Well, I’m here to tell you that that is nonsense.

Vibrators are like cake mix.  I realized this the other night while having a conversation about people who think toys aren’t “natural.”  One of my friends said that she’d heard when cake mix first debuted in stores, people didn’t buy it because it was “cheating”–not baking a whole cake from scratch, just adding water to a mix.  And she said that vibrators are like cake mix.

Now, one of my hobbies is scratch baking.  I like baking cakes and cookies and cupcakes from very basic ingredients, and I’m obsessed with buttercream frosting that is actually made from just butter, sugar, and vanilla.  Baking from a mix is not as interesting to me.  But the other night, Roderick decided he wanted cake, so he went and baked a cake from a mix and it wasn’t very labor-intensive and he didn’t need to buy special ingredients and now we have cake, and it’s delicious!  Cake mix is a great way to quickly and easily bake a consistently moist and yummy cake–even restaurants use it sometimes for that reason.

Vibrators can be like that, too.  Sometimes scratch baking just doesn’t work–the ingredients or the timing is off or you don’t cream the butter enough or beat the meringue long enough and it doesn’t work.  It’s still fun and fulfilling to mess around with, but you may not always be sure of the results.  Similarly, partner sex without toys is great!  It’s fun and playful and intimate and generally wonderful, but for a lot of us it doesn’t necessarily have a guaranteed outcome.  So when I want a reliable, consistent, relatively simple orgasm, I bring my favorite vibrator into play with a partner.  Sometimes I still don’t get off, but the vibrator makes it far, far more likely that it’ll happen.  And then there’s an orgasm!  It’s like cake–who cares how you got it, now you get to have cake (or orgasms) and that’s awesome!
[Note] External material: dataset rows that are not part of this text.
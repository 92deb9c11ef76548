//! Error types for directory monitoring.

use std::path::PathBuf;
use thiserror::Error;

/// Result type alias using MonitorError
pub type Result<T> = std::result::Result<T, MonitorError>;

/// Errors specific to monitor and watched-directory operations.
#[derive(Error, Debug)]
pub enum MonitorError {
    /// A native notification could not be classified as added, removed or
    /// modified
    #[error("notification not handled: {kind} for {paths:?}")]
    NotHandledEvent { kind: String, paths: Vec<PathBuf> },

    /// The operation is not allowed in the monitor's current state
    #[error("cannot {operation} a monitor that is {state}")]
    InvalidState { operation: String, state: String },

    /// The watched root is missing or not a directory
    #[error("not a directory: {path}")]
    NotADirectory { path: PathBuf },

    /// The directory is already being watched
    #[error("already watching {path}")]
    AlreadyWatched { path: PathBuf },

    /// The native notification backend failed
    #[error("watch error on {path}: {reason}")]
    Watch { path: PathBuf, reason: String },

    /// An index or decoding error
    #[error(transparent)]
    Core(#[from] sift_core::SiftError),

    /// Generic I/O error
    #[error("I/O error: {0}")]
    Io(#[from] std::io::Error),
}

impl MonitorError {
    /// Check if this error comes from an unclassifiable notification
    pub fn is_not_handled(&self) -> bool {
        matches!(self, MonitorError::NotHandledEvent { .. })
    }

    /// Create a watch error
    pub fn watch(path: impl Into<PathBuf>, reason: impl Into<String>) -> Self {
        MonitorError::Watch {
            path: path.into(),
            reason: reason.into(),
        }
    }
}

#[cfg(test)]
mod tests {
    use super::*;

    #[test]
    fn test_error_display() {
        let err = MonitorError::InvalidState {
            operation: "start".to_string(),
            state: "stopped".to_string(),
        };
        assert_eq!(err.to_string(), "cannot start a monitor that is stopped");

        let err = MonitorError::NotHandledEvent {
            kind: "Other".to_string(),
            paths: vec![PathBuf::from("/w/a")],
        };
        assert!(err.is_not_handled());
        assert!(err.to_string().contains("Other"));
    }

    #[test]
    fn test_from_core_error() {
        let err: MonitorError = sift_core::SiftError::inconsistent("/w/a", "unknown").into();
        assert!(matches!(err, MonitorError::Core(_)));
        assert!(!err.is_not_handled());
    }
}
//! In-memory inverted index with lazy removal.
//!
//! The `InvertedIndex` maps terms to the files that contain them. It supports:
//!
//! - Adding files (single or batched, with parallel tokenization)
//! - Exact term search
//! - Logical removal of files and whole directories
//! - Re-indexing of modified files
//!
//! ## Lazy Removal
//!
//! Removing a file is split in two:
//! - **Logical**: the path leaves the path→terms map and becomes a tombstone.
//!   `contains_file` reflects this immediately.
//! - **Physical**: the path is dropped from a posting list the next time a
//!   search reads that list, or by `force_removes`.
//!
//! Each tombstone remembers which posting lists still hold its path, so it
//! is retired as soon as the last of them has been cleaned. Because search
//! cleans up as it reads, search is a mutating operation and takes `&mut self`.

use crate::error::{Result, SiftError};
use crate::tokenizer::Tokenizer;
use crate::types::{normalize_path, DecodedFile, IndexStats, PostingList, Term};
use chrono::Utc;
use rayon::prelude::*;
use std::collections::{BTreeSet, HashMap, HashSet};
use std::path::{Path, PathBuf};
use std::sync::Arc;
use tracing::{debug, info, instrument, trace};

/// Batches with at least this many files are tokenized in parallel.
pub const DEFAULT_PARALLEL_THRESHOLD: usize = 64;

/// The term → files index for one tree's worth of files.
///
/// ## Example
///
/// ```rust
/// use sift_core::{DecodedFile, InvertedIndex, Term, WordTokenizer};
/// use std::sync::Arc;
///
/// let mut index = InvertedIndex::new(Arc::new(WordTokenizer::default()));
/// index.add_file(DecodedFile::new("/docs/a.txt", "hello world"));
///
/// let hits = index.search(&Term::from("hello"));
/// assert_eq!(hits.len(), 1);
/// ```
pub struct InvertedIndex {
    /// Splits file content into terms
    tokenizer: Arc<dyn Tokenizer>,

    /// Term → paths posted under it (may include tombstoned paths)
    postings: HashMap<Term, PostingList>,

    /// Path → terms it contributed, for contained files only
    file_terms: HashMap<Arc<Path>, HashSet<Term>>,

    /// Tombstoned path → terms whose posting lists still hold it
    pending: HashMap<Arc<Path>, HashSet<Term>>,

    /// Minimum batch size for parallel tokenization
    parallel_threshold: usize,

    /// Time of the last content change
    last_updated: Option<chrono::DateTime<Utc>>,
}

impl InvertedIndex {
    /// Create a new empty index.
    pub fn new(tokenizer: Arc<dyn Tokenizer>) -> Self {
        InvertedIndex {
            tokenizer,
            postings: HashMap::new(),
            file_terms: HashMap::new(),
            pending: HashMap::new(),
            parallel_threshold: DEFAULT_PARALLEL_THRESHOLD,
            last_updated: None,
        }
    }

    /// Set the batch size at which `add_files` tokenizes in parallel.
    pub fn with_parallel_threshold(mut self, threshold: usize) -> Self {
        self.parallel_threshold = threshold.max(1);
        self
    }

    /// The tokenizer this index uses.
    pub fn tokenizer(&self) -> &Arc<dyn Tokenizer> {
        &self.tokenizer
    }

    /// Number of contained files.
    pub fn len(&self) -> usize {
        self.file_terms.len()
    }

    /// Check if no file is contained.
    pub fn is_empty(&self) -> bool {
        self.file_terms.is_empty()
    }

    /// Check whether a file is indexed and not pending removal.
    pub fn contains_file(&self, path: &Path) -> bool {
        let path = normalize_path(path);
        self.file_terms.contains_key(path.as_path()) && !self.pending.contains_key(path.as_path())
    }

    /// Add a file. Returns false if the path is already contained.
    #[instrument(skip(self, file), fields(path = %file.path.display()))]
    pub fn add_file(&mut self, file: DecodedFile) -> bool {
        let path = normalize_path(&file.path);
        if self.contains_file(&path) {
            trace!("File already indexed, skipping");
            return false;
        }

        let terms = self.term_set(&file.content);
        self.insert_terms(Arc::from(path), terms);
        true
    }

    /// Add a batch of files, skipping any already contained.
    ///
    /// Returns the number of files actually added.
    #[instrument(skip(self, files), fields(count = files.len()))]
    pub fn add_files(&mut self, files: Vec<DecodedFile>) -> usize {
        let tokenizer = &self.tokenizer;
        let tokenized: Vec<(PathBuf, HashSet<Term>)> = if files.len() >= self.parallel_threshold {
            files
                .into_par_iter()
                .map(|file| {
                    let terms = tokenizer.tokenize(&file.content).into_iter().collect();
                    (normalize_path(&file.path), terms)
                })
                .collect()
        } else {
            files
                .into_iter()
                .map(|file| {
                    let terms = tokenizer.tokenize(&file.content).into_iter().collect();
                    (normalize_path(&file.path), terms)
                })
                .collect()
        };

        let mut added = 0;
        for (path, terms) in tokenized {
            if self.contains_file(&path) {
                continue;
            }
            self.insert_terms(Arc::from(path), terms);
            added += 1;
        }

        info!(added, "Batch indexing complete");
        added
    }

    /// Find every live file posted under `term`.
    ///
    /// Tombstoned paths met along the way are dropped from the term's
    /// posting list. The returned set never contains them either way.
    pub fn search(&mut self, term: &Term) -> BTreeSet<PathBuf> {
        let Some(list) = self.postings.get_mut(term) else {
            return BTreeSet::new();
        };

        let pending = &mut self.pending;
        let mut purged = 0usize;
        if !pending.is_empty() {
            list.retain(|path| {
                let Some(remaining) = pending.get_mut(path) else {
                    return true;
                };
                remaining.remove(term);
                if remaining.is_empty() {
                    pending.remove(path);
                }
                purged += 1;
                false
            });
        }

        let results: BTreeSet<PathBuf> = list.iter().map(|p| p.to_path_buf()).collect();

        if list.is_empty() {
            self.postings.remove(term);
        }
        if purged > 0 {
            debug!(term = %term, purged, "Lazily removed stale postings");
        }

        results
    }

    /// Logically remove a file. Returns true if it was contained.
    ///
    /// The file's postings are cleaned lazily by later searches.
    #[instrument(skip(self, path), fields(path = %path.display()))]
    pub fn remove_file(&mut self, path: &Path) -> bool {
        let path = normalize_path(path);
        match self.file_terms.remove_entry(path.as_path()) {
            Some((key, terms)) => {
                self.tombstone(key, terms);
                self.touch();
                true
            }
            None => {
                trace!("File not indexed, nothing to remove");
                false
            }
        }
    }

    /// Logically remove every contained file under `dir`.
    ///
    /// Matching is component-wise on normalized paths, so `/a/b` does not
    /// cover `/a/bc`. The filesystem is not consulted. Returns the number of
    /// files removed.
    #[instrument(skip(self, dir), fields(dir = %dir.display()))]
    pub fn remove_directory(&mut self, dir: &Path) -> usize {
        let dir = normalize_path(dir);
        let under: Vec<Arc<Path>> = self
            .file_terms
            .keys()
            .filter(|path| path.starts_with(&dir))
            .cloned()
            .collect();

        for key in &under {
            if let Some(terms) = self.file_terms.remove(key) {
                self.tombstone(key.clone(), terms);
            }
        }

        if !under.is_empty() {
            self.touch();
        }
        debug!(removed = under.len(), "Directory removed from index");
        under.len()
    }

    /// Purge every tombstoned path from the posting lists that hold it.
    ///
    /// Search results are unaffected; only storage shrinks.
    #[instrument(skip(self))]
    pub fn force_removes(&mut self) {
        let tombstones = std::mem::take(&mut self.pending);
        let mut purged = 0usize;

        for (path, terms) in tombstones {
            for term in terms {
                if let Some(list) = self.postings.get_mut(&term) {
                    if list.remove(&path) {
                        purged += 1;
                    }
                    if list.is_empty() {
                        self.postings.remove(&term);
                    }
                }
            }
        }

        info!(purged, "Forced removal of stale postings");
    }

    /// Re-index a file whose content changed.
    ///
    /// Fails with [`SiftError::InconsistentIndex`] if the file is not
    /// contained. Postings for terms the new content no longer has are
    /// removed immediately. Returns false when the term set is unchanged.
    #[instrument(skip(self, file), fields(path = %file.path.display()))]
    pub fn handle_file_modification(&mut self, file: DecodedFile) -> Result<bool> {
        let path = normalize_path(&file.path);
        if !self.contains_file(&path) {
            return Err(SiftError::inconsistent(
                path,
                "modified file is not in the index",
            ));
        }

        let new_terms = self.term_set(&file.content);
        let Some((key, old_terms)) = self.file_terms.remove_entry(path.as_path()) else {
            return Err(SiftError::inconsistent(path, "path has no term record"));
        };

        if old_terms == new_terms {
            self.file_terms.insert(key, old_terms);
            trace!("Term set unchanged");
            return Ok(false);
        }

        for term in old_terms.difference(&new_terms) {
            if let Some(list) = self.postings.get_mut(term) {
                list.remove(&key);
                if list.is_empty() {
                    self.postings.remove(term);
                }
            }
        }
        for term in new_terms.difference(&old_terms) {
            self.postings
                .entry(term.clone())
                .or_default()
                .insert(key.clone());
        }

        self.file_terms.insert(key, new_terms);
        self.touch();
        Ok(true)
    }

    /// Get current occupancy figures.
    pub fn stats(&self) -> IndexStats {
        IndexStats {
            files: self.file_terms.len(),
            terms: self.postings.len(),
            postings: self.postings.values().map(PostingList::len).sum(),
            pending_removals: self.pending.len(),
            last_updated: self.last_updated,
        }
    }

    fn term_set(&self, content: &str) -> HashSet<Term> {
        self.tokenizer.tokenize(content).into_iter().collect()
    }

    fn insert_terms(&mut self, path: Arc<Path>, terms: HashSet<Term>) {
        // A re-added path must not stay hidden behind its old tombstone.
        self.purge_tombstone(&path);

        for term in &terms {
            self.postings
                .entry(term.clone())
                .or_default()
                .insert(path.clone());
        }
        self.file_terms.insert(path, terms);
        self.touch();
    }

    fn tombstone(&mut self, path: Arc<Path>, terms: HashSet<Term>) {
        if !terms.is_empty() {
            self.pending.insert(path, terms);
        }
    }

    fn purge_tombstone(&mut self, path: &Path) {
        let Some(terms) = self.pending.remove(path) else {
            return;
        };
        for term in terms {
            if let Some(list) = self.postings.get_mut(&term) {
                list.remove(path);
                if list.is_empty() {
                    self.postings.remove(&term);
                }
            }
        }
    }

    fn touch(&mut self) {
        self.last_updated = Some(Utc::now());
    }
}

impl std::fmt::Debug for InvertedIndex {
    fn fmt(&self, f: &mut std::fmt::Formatter<'_>) -> std::fmt::Result {
        f.debug_struct("InvertedIndex")
            .field("tokenizer", &self.tokenizer.name())
            .field("files", &self.file_terms.len())
            .field("terms", &self.postings.len())
            .field("pending_removals", &self.pending.len())
            .finish()
    }
}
And there are all different kinds of orgasms, much like there are all different kinds of cake.  People may find one particular kind of cake more delicious and satisfying than another, and that’s just chalked up to personal preference.  I like chocolatey things with raspberries, Garnet likes vanilla and strawberries, and Roderick likes lemon cake and it’s so not a big deal that I’m actually wondering why I’m listing it here.  We just have different taste buds and like different things.  People have all different kinds of orgasms from all different kinds of activities and stimulation, and no one kind of orgasm is definitely, really and objectively the “right” kind of orgasm or better than any other.  Just like there’s nothing wrong or faulty about not liking lemon cake, there’s nothing wrong with not coming from penetration alone.  Lots of people don’t.  Hell, there are people who don’t like or want cake at all, they’d rather just have tea, and there’s nothing wrong with that, either.

And while I have some tried-and-true scratch recipes, both with baking and sex, I’m working on being less of a snob about cake mix.  I wish more people (and media) would work on doing the same thing with vibrators.